Jessi, you are a hero too, remember that.
So easy to say, but just make the most of the well rested park days the other days of the week. Hopefully the more progress Jack makes, the less complicated things get. You sound so proud of him and I'm sure he is so proud of you-or will be when he is older and understands more x

Michelle said...

The only good thing about Camdyn's speech therapy insurance mess is that we are getting a little break from therapy and going to the park instead! She's learning how to say "swing" and "play" a lot!

Sarah Higgins said...

I've never written before, but I've been reading for a while....my daughter was a preemie, but not a micro and she has lots and lots of challenges...(she's almost 15 now), but I wanted to encourage you.
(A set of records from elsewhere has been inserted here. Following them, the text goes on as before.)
mod config;
mod format;
mod google;
mod ipc;
mod llm;
mod pipeline;
mod results;

use anyhow::Context;
use std::io::{self, BufRead, Write};
use std::sync::Arc;
use std::time::Duration;
use tracing::{info, warn};
use tracing_subscriber::EnvFilter;

use crate::google::{AccessChecker, GeminiClient, GoogleClient, SheetSource, TextGenerator};
use crate::results::{ResultStore, SystemClock};

fn build_state(cfg: config::Config) -> anyhow::Result<ipc::AppState> {
    let http = reqwest::blocking::Client::builder()
        .timeout(Duration::from_secs(120))
        .build()
        .context("failed to build http client")?;

    if cfg.credentials.is_none() {
        warn!("no google credentials configured; file access checks will fail");
    }
    let google = Arc::new(GoogleClient::new(
        http.clone(),
        cfg.credentials,
        &cfg.sheet_range,
    ));
    let generator: Option<Arc<dyn TextGenerator>> = match cfg.gemini_api_key {
        Some(key) => Some(Arc::new(GeminiClient::new(http, &key, &cfg.gemini_model)) as Arc<dyn TextGenerator>),
        None => {
            warn!("GOOGLE_API_KEY not set; using rule-based formatting only");
            None
        }
    };
    let store = Arc::new(ResultStore::new(
        chrono::Duration::hours(cfg.result_ttl_hours),
        Arc::new(SystemClock),
    ));

    let access: Arc<dyn AccessChecker> = google.clone();
    let sheets: Arc<dyn SheetSource> = google.clone();

    Ok(ipc::AppState {
        google,
        access,
        sheets,
        generator,
        store,
        default_folder_id: cfg.default_folder_id,
    })
}

fn main() -> anyhow::Result<()> {
    // stdout carries the protocol; logs go to stderr.
    tracing_subscriber::fmt()
        .with_writer(io::stderr)
        .with_env_filter(
            EnvFilter::try_from_default_env().unwrap_or_else(|_| EnvFilter::new("info")),
        )
        .init();

    let cfg = config::Config::from_env()?;
    let mut state = build_state(cfg)?;
    info!(version = env!("CARGO_PKG_VERSION"), "rosterd ready");

    let stdin = io::stdin();
    let mut stdout = io::stdout();

    for line in stdin.lock().lines() {
        let line = match line {
            Ok(v) => v,
            Err(_) => break,
        };
        if line.trim().is_empty() {
            continue;
        }

        let req: ipc::Request = match serde_json::from_str(&line) {
            Ok(v) => v,
            Err(e) => {
                // No id to echo back.
                let _ = writeln!(
                    stdout,
                    "{}",
                    serde_json::json!({
                        "ok": false,
                        "error": { "code": "bad_json", "message": e.to_string() }
                    })
                );
                let _ = stdout.flush();
                continue;
            }
        };

        let resp = ipc::handle_request(&mut state, req);
        let _ = writeln!(
            stdout,
            "{}",
            serde_json::to_string(&resp).unwrap_or_else(|_| "{\"ok\":false}".to_string())
        );
        let _ = stdout.flush();
    }

    Ok(())
}
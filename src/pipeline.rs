use crate::format::{format_rows_fallback, merge_duplicates, normalize, FormattedSheet, SchoolMetadata};
use crate::google::{SheetSource, TextGenerator};
use crate::llm::{self, LlmFormatError, ParsedSchema};
use crate::results::ResultStore;
use serde::Serialize;
use serde_json::Value;
use tracing::{info, warn};

#[derive(Debug, Clone, Copy, PartialEq, Eq, Serialize)]
#[serde(rename_all = "lowercase")]
pub enum FormatSource {
    Llm,
    Fallback,
}

fn format_with_model(
    rows: &[Vec<Value>],
    metadata: &SchoolMetadata,
    generator: &dyn TextGenerator,
) -> Result<ParsedSchema, LlmFormatError> {
    let prompt = llm::build_prompt(rows, metadata);
    let text = generator
        .generate(&prompt)
        .map_err(|e| LlmFormatError::Request(e.to_string()))?;
    llm::parse_response(&text)
}

/// Model-driven formatting with the rule-based scan as fallback. Never fails.
pub fn format_sheet_data(
    rows: &[Vec<Value>],
    metadata: &SchoolMetadata,
    generator: Option<&dyn TextGenerator>,
) -> (FormattedSheet, FormatSource) {
    let Some(generator) = generator else {
        return (format_rows_fallback(rows, metadata), FormatSource::Fallback);
    };

    match format_with_model(rows, metadata, generator) {
        Ok(parsed) => {
            let cleaned = parsed
                .rows
                .into_iter()
                .map(|mut r| {
                    for cell in r.0.iter_mut() {
                        *cell = normalize(cell);
                    }
                    r
                })
                .collect();
            let sheet = FormattedSheet::with_fixed_headers(merge_duplicates(cleaned));
            (sheet, FormatSource::Llm)
        }
        Err(e) => {
            warn!(error = %e, "model formatting failed, using rule-based formatter");
            (format_rows_fallback(rows, metadata), FormatSource::Fallback)
        }
    }
}

/// Background body of a formatting request: fetch, format, record outcome.
pub fn process_request(
    store: &ResultStore,
    request_id: &str,
    file_id: &str,
    metadata: &SchoolMetadata,
    sheets: &dyn SheetSource,
    generator: Option<&dyn TextGenerator>,
) {
    let rows = match sheets.fetch_rows(file_id) {
        Ok(rows) => rows,
        Err(e) => {
            warn!(request_id, file_id, error = %e, "sheet fetch failed");
            store.fail(
                request_id,
                format!("Error processing sheet: Error fetching sheet data: {e}"),
            );
            return;
        }
    };

    let (sheet, source) = format_sheet_data(&rows, metadata, generator);
    info!(
        request_id,
        rows_in = rows.len(),
        rows_out = sheet.rows.len(),
        ?source,
        "sheet formatted"
    );
    store.complete(request_id, sheet);
}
You are so right, taking care of a child is already hard enough, taking care of a special needs child is exhausting! You doing so much for Jack really shows in how well he is developing!!! Thank you so much for keeping it real, I know exactly how you feel...some days I'm just DONE!!!

Take Care,

Sarah from NM

Jessi said...

Thanks, everyone! And welcome, Sarah, to the blog. I really love hearing from you!

Angie said...

Yes its exhausting! and its ok to admit it and even vent about it. Jack is so lucky to have you as his mommy.